隊長は鼻を鳴らした。勘のいい人だから、こちらの思惑に気が付いたのかもしれない。


「じゃ、いいかな? これで、決着がついたな」

 北の王が生気なく椅子に腰かけているベルトルト隊長に声をかけた。


「砦を撤退する。ただし、段階的にだ。まず、避難民と第七砦の……」


「私は残る」

 ベルトルトがかすれた声で言う。


「え?」


 みんな、ベルトルトを見た。

 彼は目だけぎらつかせて繰り返した。


「私は、ここに残る」


「おいおい、避難民を護衛する兵隊がいるんだよ。うちの兵隊を出すわけにはいかないだろう」

 クリフがかみついた。


「兵士は、避難民と黒の町に行かせる。だが、私は残る」


 ベルトルト隊長は頑固に繰り返した。ハイデさんがそっとその肩に手をのせる。


「ハイデ、お前はみんなと一緒に黒の町に行け。命令だ」


「しかし……」


「命令だ。誉を、一族の名誉を訴えてくれ。わたしがここに残ったということで、少しでも……」


「わかりました。最善を尽くしましょう」

 ハイデさんは力強くうなずいた。


「おいおいおい、何勝手なこといってんだよ」

 クリフ隊長は不機嫌そうにその様子を見る。

「お前の部下だろう。最後まで面倒を見ろよ」


「私は残る」

 ベルトルト隊長はかたくなに繰り返した。


 結局、僕らはベルトルト隊長の意志を変えることはできなかった。第七砦から来た兵士たちは先に撤退することには同意したし、避難民たちも居心地の悪い砦から町へ行くことに異議はなかった。だが肝心の、彼らを率いるベルトルトはここに残ると言い張っている。


 僕の計画はすでにほころび始めていた。


 魔人と戦えるベルトルトが駄目なら、誰かほかのものが護衛につかなければならない。ライク准尉とラーズ曹長が代わりの候補の名前に挙げられていた。

 ライク准尉はともかく、ラーズ曹長の協力がえられないのは計算外だった。彼には砦の兵士の取りまとめを頼もうと思っていたのに。
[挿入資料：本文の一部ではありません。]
//! Memory types and the storage backend trait.
//!
//! Observations are kept in three retention tiers:
//! - **short**: recent turns, bounded ring buffer, expires after a fixed window
//! - **medium**: significant events, expires when the session ends
//! - **long**: persistence-worthy facts, embedded, evicted only by LRU cap
//!
//! The backend trait is the persistence boundary: it stores items keyed by
//! `(owner_id, tier, id)` and knows nothing about retention policy.

use async_trait::async_trait;
use chrono::{DateTime, Utc};
use serde::{Deserialize, Serialize};
use crate::error::MemoryError;

/// Retention class of a memory item.
#[derive(Debug, Clone, Copy, PartialEq, Eq, Hash, PartialOrd, Ord, Serialize, Deserialize)]
#[serde(rename_all = "lowercase")]
pub enum MemoryTier {
    Short,
    Medium,
    Long,
}

impl MemoryTier {
    pub const ALL: [MemoryTier; 3] = [MemoryTier::Short, MemoryTier::Medium, MemoryTier::Long];

    pub fn as_str(&self) -> &'static str {
        match self {
            Self::Short => "short",
            Self::Medium => "medium",
            Self::Long => "long",
        }
    }
}

impl std::fmt::Display for MemoryTier {
    fn fmt(&self, f: &mut std::fmt::Formatter<'_>) -> std::fmt::Result {
        f.write_str(self.as_str())
    }
}

impl std::str::FromStr for MemoryTier {
    type Err = String;

    fn from_str(s: &str) -> Result<Self, Self::Err> {
        match s.to_ascii_lowercase().as_str() {
            "short" => Ok(Self::Short),
            "medium" => Ok(Self::Medium),
            "long" => Ok(Self::Long),
            other => Err(format!("unknown memory tier '{other}'")),
        }
    }
}

/// A single durable observation.
#[derive(Debug, Clone, Serialize, Deserialize)]
pub struct MemoryItem {
    /// Unique ID for this memory
    pub id: String,

    /// Owning user (memories outlive sessions)
    pub owner_id: String,

    /// Session that produced the observation
    #[serde(default, skip_serializing_if = "Option::is_none")]
    pub session_id: Option<String>,

    /// Retention tier
    pub tier: MemoryTier,

    /// The content of the memory
    pub content: String,

    /// SHA-256 of the normalized content, used for deduplication
    #[serde(default)]
    pub content_hash: String,

    /// Tags for categorization ("turn", "file", "task", ...)
    #[serde(default, skip_serializing_if = "Vec::is_empty")]
    pub tags: Vec<String>,

    /// Embedding vector (always present on long items)
    #[serde(default, skip_serializing_if = "Option::is_none")]
    pub embedding: Option<Vec<f32>>,

    /// Space the embedding lives in; only same-space vectors are compared
    #[serde(default, skip_serializing_if = "Option::is_none")]
    pub embedding_space: Option<String>,

    /// Relevance score (set by retrieval)
    #[serde(default)]
    pub relevance_score: f32,

    /// How many times retrieval returned this item
    #[serde(default)]
    pub access_count: u32,

    /// When this memory was created
    pub created_at: DateTime<Utc>,

    /// When this memory was last returned by retrieval
    pub last_accessed_at: DateTime<Utc>,

    /// Wall-clock expiry; `None` only for long items
    #[serde(default, skip_serializing_if = "Option::is_none")]
    pub expires_at: Option<DateTime<Utc>>,
}

impl MemoryItem {
    /// Whether the item is past its expiry at `now`.
    pub fn is_expired(&self, now: DateTime<Utc>) -> bool {
        self.expires_at.is_some_and(|at| at <= now)
    }
}

/// The storage backend trait.
///
/// Implementations: in-memory (tests, ephemeral sessions) and JSONL file.
/// `put` is an upsert keyed by `(owner_id, tier, id)`.
#[async_trait]
pub trait MemoryBackend: Send + Sync {
    /// The backend name (e.g., "in_memory", "file").
    fn name(&self) -> &str;

    /// Insert or replace an item.
    async fn put(&self, item: MemoryItem) -> std::result::Result<(), MemoryError>;

    /// Get an item by owner and ID.
    async fn get(&self, owner_id: &str, id: &str) -> std::result::Result<Option<MemoryItem>, MemoryError>;

    /// List an owner's items, optionally restricted to one tier, oldest first.
    async fn list(
        &self,
        owner_id: &str,
        tier: Option<MemoryTier>,
    ) -> std::result::Result<Vec<MemoryItem>, MemoryError>;

    /// Delete a batch of items by ID. Returns how many were removed.
    async fn delete(&self, owner_id: &str, ids: &[String]) -> std::result::Result<usize, MemoryError>;

    /// All owners with at least one stored item.
    async fn owners(&self) -> std::result::Result<Vec<String>, MemoryError>;

    /// Count an owner's items in a tier (`None` = all tiers).
    async fn count(
        &self,
        owner_id: &str,
        tier: Option<MemoryTier>,
    ) -> std::result::Result<usize, MemoryError> {
        Ok(self.list(owner_id, tier).await?.len())
    }
}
 これには、フラウもいい案を思い浮かべられなかった。


「困ったわ。ベルトルト隊長が残ると、円満にあそこへ避難することができないじゃない。ああ、なぜ、わたしはあんな案に賛成したのかしら」

 フラウが僕に文句を言った。


「納得して、賛成してくれたんじゃないのか」

 僕は軽いショックを受ける。


「ええ、ええ。あの時はそれしかないとなんとなく思ってしまったのよ。なにかしら、あなたと話していると、頭がうまく働かないのよ。熱気に充てられるというのかしら」


 残ると主張するベルトルトをどうするか、僕らは頭を悩ませていた。ここまで頑強に言い張る彼を避難させるのは不可能に近い。

 彼の嫌っている黒い民の聖域に行くと言おうものなら、なにをするかわからない。


 僕らはハイデさんにベルトルト隊長の説得を頼みに行った。


 彼は、城壁に座ってみんなが訓練しているところを眺めていた。

 喜んで協力してくれるかと思ったハイデさんは渋い顔をして首を振るばかりだった。


「申し訳ない。あの方が、そういうのなら、私には何とも」


「待ってください。ハイデさん。このままでは、ベルトルト隊長は命を落とす可能性があります。彼の命を守るのが、家臣であるあなたの義務でしょう」


「わかっています。フラウ殿。ただ、あの方は……あの方なりに家名を守ろうとしているのです。あの方は陛下から与えられた砦を放棄してしまった。それを贖うには戦うしかないと、そうあの方は考えているのでしょう」


 僕にはさっぱりわからない感覚だったが、フラウは小さくああとつぶやいた。


「そこまで考えておられるのですね」


 おいおい、フラウ。そこで感動しちゃだめだ。フラウの中にある星の妃候補としての意識と知識が共感を呼んでいる。


「でも、砦を放棄したのは上の命令でしょう。援軍に来た連中が無事に帰れるように、おとりになったと聞きましたけどね」


「それでもだ。それが星の帝国に仕える軍人としての在り方だとあの方は感じている」


「“船長”は船と命を共にする、って感じですか?」僕は僕なりの解釈をのべる。「でも、悔しくないのかなぁ。そんな状況に追い込んだ連中はのうのうと黒の町に戻って、ベルトルト隊長は捨て石ですか?」


「なんてことをいうんだ。君は、ベルトルト隊長の名誉を汚すつもりなのか?」

 ハイデは立ち上がった。


「実際、おとりにされたのでしょう。彼らは、あなたたちの名誉のことなど考えていない。理由をつけて、あなたたちを砦から追い出して餌にした。自分たちが安全に逃げるために砦を切り捨てたのに過ぎない」


「ほかのものがどう思おうとかまわない。我らにはわれらの誇りがある。ルース家を侮辱するつもりなのか」


「侮辱したのは僕たちではないでしょう。あなたたちの誇りを踏みにじったのは、逃げた連中だ。黒の町で、彼らが報告したことを調べてみたらいい。彼らは、砦が落ちた理由をあなたたちに押し付けているはずだ。自分たちの面子を守るために」


 僕はそんなことを考えたこともなかった。でも、言葉が止まらない。

 僕はハイデに殴られるかと思った。ただの一兵卒の僕よりも彼のほうがずっと立場は上だった。だが、彼の顔に浮かんでいるのは驚きだった。


「ベルトルト隊長をあなたから説得してください。そうでなければ、彼は死んでしまう。汚名をそそぐ機会も与えられずに」


 たぶん、説得は無理だろう。でも、そう付け足さざるを得なかった。


 僕らは、ベルトルト隊長という爆弾を抱えたまま、逃亡の準備を始めた。

 僕と、西の王と、ジーナさんと、黒い民と。まだ、クリフ隊長と砦の兵士たちにもまだ話をしていない。彼らは彼らで、避難民やほかの砦の隊員の撤退準備に忙しかった。